Stored items
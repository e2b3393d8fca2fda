use strum_macros::Display;

/// What a container lets you change: the values of its elements, its
/// length, both or neither.
///
/// An operation on a container mutates it in place only when its flags
/// allow it; otherwise it produces a copy.
#[derive(Debug, Clone, Copy, PartialEq, Eq, Hash, Default, Display)]
#[cfg_attr(feature = "serde", derive(serde::Serialize))]
#[strum(serialize_all = "kebab-case")]
pub enum Flags {
    /// Neither values nor length can change.
    #[default]
    Immutable,
    /// Elements can be inserted and removed, but not overwritten.
    VariableLength,
    /// Elements can be overwritten, but the length is fixed.
    Overwritable,
    /// Anything goes.
    Mutable,
}

static_assertions::assert_eq_size!(Flags, u8);

impl Flags {
    pub const ALL: [Flags; 4] = [
        Flags::Immutable,
        Flags::VariableLength,
        Flags::Overwritable,
        Flags::Mutable,
    ];

    pub const fn from_bits(overwritable: bool, variable_length: bool) -> Self {
        match (overwritable, variable_length) {
            (false, false) => Flags::Immutable,
            (false, true) => Flags::VariableLength,
            (true, false) => Flags::Overwritable,
            (true, true) => Flags::Mutable,
        }
    }

    pub const fn is_overwritable(self) -> bool {
        matches!(self, Flags::Overwritable | Flags::Mutable)
    }

    pub const fn is_variable_length(self) -> bool {
        matches!(self, Flags::VariableLength | Flags::Mutable)
    }

    pub const fn make_fixed_length(self) -> Self {
        Self::from_bits(self.is_overwritable(), false)
    }

    pub const fn make_variable_length(self) -> Self {
        Self::from_bits(self.is_overwritable(), true)
    }

    pub const fn make_fixed_values(self) -> Self {
        Self::from_bits(false, self.is_variable_length())
    }

    pub const fn make_overwritable(self) -> Self {
        Self::from_bits(true, self.is_variable_length())
    }

    /// Whether these flags grant everything `other` grants.
    pub const fn contains(self, other: Flags) -> bool {
        (self.is_overwritable() || !other.is_overwritable())
            && (self.is_variable_length() || !other.is_variable_length())
    }

    fn grants(self) -> usize {
        self.is_overwritable() as usize + self.is_variable_length() as usize
    }

    /// The flags among `supported` closest to these without granting
    /// anything extra.
    ///
    /// Falls back to [`Flags::Immutable`], which every container supports.
    pub fn nearest(self, supported: &[Flags]) -> Flags {
        supported
            .iter()
            .copied()
            .filter(|candidate| self.contains(*candidate))
            .max_by_key(|candidate| candidate.grants())
            .unwrap_or(Flags::Immutable)
    }
}

#[cfg(test)]
mod tests {
    use super::*;

    #[test]
    fn test_transitions_flip_one_bit() {
        assert_eq!(Flags::Immutable.make_variable_length(), Flags::VariableLength);
        assert_eq!(Flags::Immutable.make_overwritable(), Flags::Overwritable);
        assert_eq!(Flags::Mutable.make_fixed_length(), Flags::Overwritable);
        assert_eq!(Flags::Mutable.make_fixed_values(), Flags::VariableLength);
        assert_eq!(Flags::VariableLength.make_overwritable(), Flags::Mutable);
        assert_eq!(Flags::Overwritable.make_variable_length(), Flags::Mutable);
    }

    #[test]
    fn test_transitions_idempotent() {
        for flags in Flags::ALL {
            assert_eq!(
                flags.make_fixed_length().make_fixed_length(),
                flags.make_fixed_length()
            );
            assert_eq!(
                flags.make_overwritable().make_overwritable(),
                flags.make_overwritable()
            );
        }
        assert_eq!(Flags::Mutable.make_overwritable(), Flags::Mutable);
        assert_eq!(Flags::Immutable.make_fixed_values(), Flags::Immutable);
    }

    #[test]
    fn test_from_bits_round_trip() {
        for flags in Flags::ALL {
            assert_eq!(
                Flags::from_bits(flags.is_overwritable(), flags.is_variable_length()),
                flags
            );
        }
    }

    #[test]
    fn test_nearest() {
        let fixed = [Flags::Immutable, Flags::Overwritable];
        assert_eq!(Flags::Mutable.nearest(&fixed), Flags::Overwritable);
        assert_eq!(Flags::VariableLength.nearest(&fixed), Flags::Immutable);
        assert_eq!(Flags::Overwritable.nearest(&fixed), Flags::Overwritable);
        assert_eq!(Flags::Mutable.nearest(&[Flags::Immutable]), Flags::Immutable);
        assert_eq!(Flags::Mutable.nearest(&Flags::ALL), Flags::Mutable);
    }

    #[test]
    fn test_display() {
        assert_eq!(Flags::VariableLength.to_string(), "variable-length");
    }
}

BRIEF: Check each line of the data above for the word "usize" and copy the ones where it is found.

FINISHED EXERCISE:
    fn grants(self) -> usize {
        self.is_overwritable() as usize + self.is_variable_length() as usize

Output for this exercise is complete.